Hi There,
I have a data like this
data a;
a=1; b=5.1; c=5.5; output;
a=1; b=5.2; c=5.5; output;
a=1; b=5.0; c=5.2; output;
a=1; b=4.7; c=5.0; output;
a=1; b=4.6; c=5.2; output;
a=1; b=.; c=4.6; output;
run;
I am trying to create a output in which for a given parent nodie (variable c) it should get all the childs/nodes (variable b) which should not have any child/nodes. for e.g in the above example for parent node with value 5.5 it should output 5.1, 4.7 and 4.6 which do not have any child.
Here is how the output is picked.
5.5 has 5.1 and 5.2 child, then 5.2 has child 5.0, 5.0 has child 4.7 and 5.2 has child 4.6. 4.6, 4.7 and 5.1 do not have any childs.
Please let me know if you need more expalnation.
Thanks in advance for the help.
Anand
.
Are we to understand that a child node has a number < parent node number? Why not code the child node number as missing when it is greater than the parent node?
Is your desired result a data set?
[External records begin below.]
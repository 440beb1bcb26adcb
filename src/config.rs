//! Connection settings for an Odoo server.

use std::fmt;
use std::path::Path;

use serde::{Deserialize, Serialize};

use crate::error::{Error, Result};

pub const ENV_URL: &str = "ODOO_URL";
pub const ENV_DB: &str = "ODOO_DB";
pub const ENV_USER: &str = "ODOO_USER";
pub const ENV_PASSWORD: &str = "ODOO_PASSWORD";
pub const ENV_ALT_USER: &str = "ODOO_ALT_USER";
pub const ENV_ALT_PASSWORD: &str = "ODOO_ALT_PASSWORD";

#[derive(Clone, PartialEq, Eq, Serialize, Deserialize)]
pub struct Credentials {
    pub username: String,
    pub password: String,
}

impl fmt::Debug for Credentials {
    fn fmt(&self, f: &mut fmt::Formatter<'_>) -> fmt::Result {
        f.debug_struct("Credentials")
            .field("username", &self.username)
            .field("password", &"***")
            .finish()
    }
}

/// Server address, database and credentials. Owned by the caller and handed to
/// [`Odoo::login`](crate::odoo::Odoo::login).
///
/// ```toml
/// url = "http://localhost:8069"
/// database = "prod"
/// username = "admin"
/// password = "admin"
///
/// [alternate]
/// username = "integration"
/// password = "secret"
/// ```
#[derive(Clone, PartialEq, Eq, Serialize, Deserialize)]
pub struct OdooConfig {
    pub url: String,
    pub database: String,
    pub username: String,
    pub password: String,
    /// Secondary account, see [`OdooConfig::as_alternate`].
    #[serde(default, skip_serializing_if = "Option::is_none")]
    pub alternate: Option<Credentials>,
}

impl OdooConfig {
    pub fn new(
        url: impl Into<String>,
        database: impl Into<String>,
        username: impl Into<String>,
        password: impl Into<String>,
    ) -> Self {
        OdooConfig {
            url: url.into(),
            database: database.into(),
            username: username.into(),
            password: password.into(),
            alternate: None,
        }
    }

    pub fn with_alternate(mut self, username: impl Into<String>, password: impl Into<String>) -> Self {
        self.alternate = Some(Credentials {
            username: username.into(),
            password: password.into(),
        });
        self
    }

    pub fn from_toml_str(contents: &str) -> Result<Self> {
        Ok(toml::from_str(contents)?)
    }

    pub fn from_file(path: impl AsRef<Path>) -> Result<Self> {
        let contents = std::fs::read_to_string(path)?;
        Self::from_toml_str(&contents)
    }

    /// Reads `ODOO_URL`, `ODOO_DB`, `ODOO_USER`, `ODOO_PASSWORD` and, when both are set,
    /// `ODOO_ALT_USER` / `ODOO_ALT_PASSWORD`.
    pub fn from_env() -> Result<Self> {
        Self::from_lookup(|key| std::env::var(key).ok())
    }

    fn from_lookup(lookup: impl Fn(&str) -> Option<String>) -> Result<Self> {
        let required = |key: &str| {
            lookup(key).ok_or_else(|| Error::Config(format!("{key} is not set")))
        };

        let mut config = OdooConfig::new(
            required(ENV_URL)?,
            required(ENV_DB)?,
            required(ENV_USER)?,
            required(ENV_PASSWORD)?,
        );
        if let (Some(username), Some(password)) = (lookup(ENV_ALT_USER), lookup(ENV_ALT_PASSWORD)) {
            config = config.with_alternate(username, password);
        }

        Ok(config)
    }

    /// Same server and database, logged in as the secondary account.
    pub fn as_alternate(&self) -> Result<Self> {
        let alternate = self
            .alternate
            .clone()
            .ok_or_else(|| Error::Config("no alternate credentials configured".into()))?;

        Ok(OdooConfig {
            url: self.url.clone(),
            database: self.database.clone(),
            username: alternate.username,
            password: alternate.password,
            alternate: None,
        })
    }
}

impl fmt::Debug for OdooConfig {
    fn fmt(&self, f: &mut fmt::Formatter<'_>) -> fmt::Result {
        f.debug_struct("OdooConfig")
            .field("url", &self.url)
            .field("database", &self.database)
            .field("username", &self.username)
            .field("password", &"***")
            .field("alternate", &self.alternate)
            .finish()
    }
}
Can you show us what your desired result looks like?
I this case the output will be
new variable
5.1
4.7
4.6
All this do not have any child nodes or children for the ancestor or parent 5.5.
Basically when user asks variable c with value 5.5 then output should be look like above.
Steps are
1. The program reads c variable where value is 5.5 and then looks for the children which is variable b and the values are 5.1 and 5.2
2. For each of b value which is 5.1 and 5.2 the program looks for children and their children are for 5.1 no children so it will appear in the report and 5.2 has children 5.0... and it goes on for all the childrens...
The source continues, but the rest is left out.